Selain itu, pemerintah perlu menerbitkan kebijakan yang mewajibkan seluruh RS swasta untuk bermitra dengan BPJS Kesehatan. “RS swasta harus diwajibkan menjadi provider BPJS Kesehatan. Kalau RS swasta tidak mau menjalankan kebijakan itu pemerintah harus berani mencabut izinnya,” usul Iqbal dalam jumpa pers di Jakarta, Senin (18/9).

Masalah dalam pelaksanaan JKN-KIS itu menurut Iqbal sangat dirasakan oleh kalangan buruh yang sudah menjadi peserta. Antrian yang sangat panjang bagi peserta JKN-KIS untuk mendapat pelayanan kesehatan di faskes membuat tingkat produktivitas buruh turun. Kemudian, buruh yang menjalani proses atau mengalami pemutusan hubungan kerja (PHK) status kepesertaannya menjadi tidak aktif sehingga tidak bisa mendapat pelayanan kesehatan.

Mengacu Pasal 21 UU SJSN, mestinya kepesertaan JKN-KIS itu tetap berlaku paling lama 6 bulan sejak peserta yang bersangkutan mengalami PHK. Belum terlaksananya ketentuan itu membuat buruh dan keluarganya tidak memperoleh haknya untuk mendapat pelayanan kesehatan sebagai peserta JKN-KIS aktif. “Banyak kasus dimana buruh dalam proses PHK sudah diputus status kepesertaannya.
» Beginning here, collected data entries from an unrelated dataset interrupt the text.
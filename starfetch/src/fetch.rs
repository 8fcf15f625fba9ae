//! Screened retrieval of raw bytes from a source
//!
//! A [`Fetcher`] pairs a [`Transport`] (anything that turns a URI into bytes)
//! with a [`ContentScreen`], the byte-level sanity filter every payload must
//! pass before it is handed to the decoder.
//!
//! # Soft failures
//!
//! Mirrors frequently answer a missing file with a `200 OK` HTML page, and
//! large binary downloads are sometimes replaced by a short error stub. Both
//! are rejected here and reported as failures of the same weight as a
//! network error, so the caller simply moves on to the next source.

use std::time::Duration;

use log::debug;
use thiserror::Error;

use crate::source::SourceDescriptor;

/// Signatures that mark a payload as an HTML document (compared lowercase).
pub const HTML_SIGNATURES: &[&[u8]] = &[b"<!doctype html>", b"<html"];

/// Errors that make a single source unusable.
#[derive(Error, Debug)]
pub enum FetchError {
    /// HTTP client failure: DNS, TLS, connection, or non-success status.
    #[error("HTTP error: {0}")]
    Http(#[from] reqwest::Error),

    /// Transport failure reported by a non-HTTP transport.
    #[error("Transport error: {0}")]
    Transport(String),

    /// Payload contains an HTML document signature.
    #[error("Received HTML instead of data")]
    HtmlContent,

    /// Payload is smaller than the screen's minimum size.
    #[error("Payload too small: {size} bytes (minimum {min})")]
    TooSmall { size: usize, min: usize },
}

/// Coarse classification of a [`FetchError`], used for reporting.
#[derive(Debug, Clone, Copy, PartialEq, Eq)]
pub enum FailureReason {
    Network,
    HtmlContent,
    TooSmall,
}

impl FetchError {
    pub fn reason(&self) -> FailureReason {
        match self {
            FetchError::Http(_) | FetchError::Transport(_) => FailureReason::Network,
            FetchError::HtmlContent => FailureReason::HtmlContent,
            FetchError::TooSmall { .. } => FailureReason::TooSmall,
        }
    }
}

/// Bytes accepted from a source, tagged with where they came from.
#[derive(Debug, Clone)]
pub struct RawResponse {
    pub source: SourceDescriptor,
    pub bytes: Vec<u8>,
}

/// Anything able to retrieve the full body behind a URI.
///
/// Implementations issue exactly one request per call and must not write
/// anything to disk.
pub trait Transport {
    fn get(&self, uri: &str) -> Result<Vec<u8>, FetchError>;
}

/// Blocking HTTP(S) transport with a browser-like `User-Agent`.
#[derive(Debug, Clone)]
pub struct HttpTransport {
    client: reqwest::blocking::Client,
}

impl HttpTransport {
    /// Build a client sending `user_agent`, with an optional per-request timeout.
    pub fn new(user_agent: &str, timeout: Option<Duration>) -> Result<Self, FetchError> {
        let client = reqwest::blocking::Client::builder()
            .user_agent(user_agent)
            .timeout(timeout)
            .build()?;
        Ok(Self { client })
    }
}

impl Transport for HttpTransport {
    fn get(&self, uri: &str) -> Result<Vec<u8>, FetchError> {
        let response = self.client.get(uri).send()?.error_for_status()?;
        let bytes = response.bytes()?;
        Ok(bytes.to_vec())
    }
}

/// Byte-level sanity filter applied to every payload.
#[derive(Debug, Clone, Copy, PartialEq, Eq)]
pub struct ContentScreen {
    /// Payloads shorter than this are rejected.
    pub min_size: usize,
    /// Reject payloads that look like an HTML document.
    pub reject_html: bool,
}

impl ContentScreen {
    pub fn with_min_size(min_size: usize) -> Self {
        Self {
            min_size,
            ..Self::default()
        }
    }

    /// Accept or reject a payload.
    pub fn check(&self, bytes: &[u8]) -> Result<(), FetchError> {
        if bytes.len() < self.min_size {
            return Err(FetchError::TooSmall {
                size: bytes.len(),
                min: self.min_size,
            });
        }
        if self.reject_html && looks_like_html(bytes) {
            return Err(FetchError::HtmlContent);
        }
        Ok(())
    }
}

impl Default for ContentScreen {
    /// Rejects empty bodies and HTML pages.
    fn default() -> Self {
        Self {
            min_size: 1,
            reject_html: true,
        }
    }
}

/// Case-insensitive search for any of [`HTML_SIGNATURES`] anywhere in `bytes`.
pub fn looks_like_html(bytes: &[u8]) -> bool {
    HTML_SIGNATURES.iter().any(|signature| {
        bytes
            .windows(signature.len())
            .any(|window| window.eq_ignore_ascii_case(signature))
    })
}

/// A transport plus the screen its payloads must pass.
#[derive(Debug, Clone)]
pub struct Fetcher<T> {
    transport: T,
    screen: ContentScreen,
}

impl<T: Transport> Fetcher<T> {
    pub fn new(transport: T, screen: ContentScreen) -> Self {
        Self { transport, screen }
    }

    pub fn transport(&self) -> &T {
        &self.transport
    }

    /// Retrieve one source and screen the result.
    pub fn fetch(&self, source: &SourceDescriptor) -> Result<RawResponse, FetchError> {
        let bytes = self.transport.get(&source.uri)?;
        debug!("Received {} bytes from {}", bytes.len(), source);
        self.screen.check(&bytes)?;
        Ok(RawResponse {
            source: source.clone(),
            bytes,
        })
    }
}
Padahal proses PHK itu masih berlangsung di pengadilan,” ujar Iqbal.

(Baca juga: Ada BUMN Belum Patuhi Aturan JKN, Begini Penjelasan Menteri Rini).

Direktur Eksekutif Jamkes Watch, Iswan Abdullah, mengatakan periode Agustus 2017 jumlah kasus peserta JKN-KIS yang diadvokasi organisasinya paling banyak mengenai ketersediaan tempat tidur untuk rawat inap yakni 37 persen. Kemudian, sebanyak 25 persen kasus soal pengenaan biaya oleh faskes kepada peserta. “Masalah ini salah satunya disebabkan oleh minimnya kesadaran masyarakat tentang hak peserta JKN-KIS,” urainya.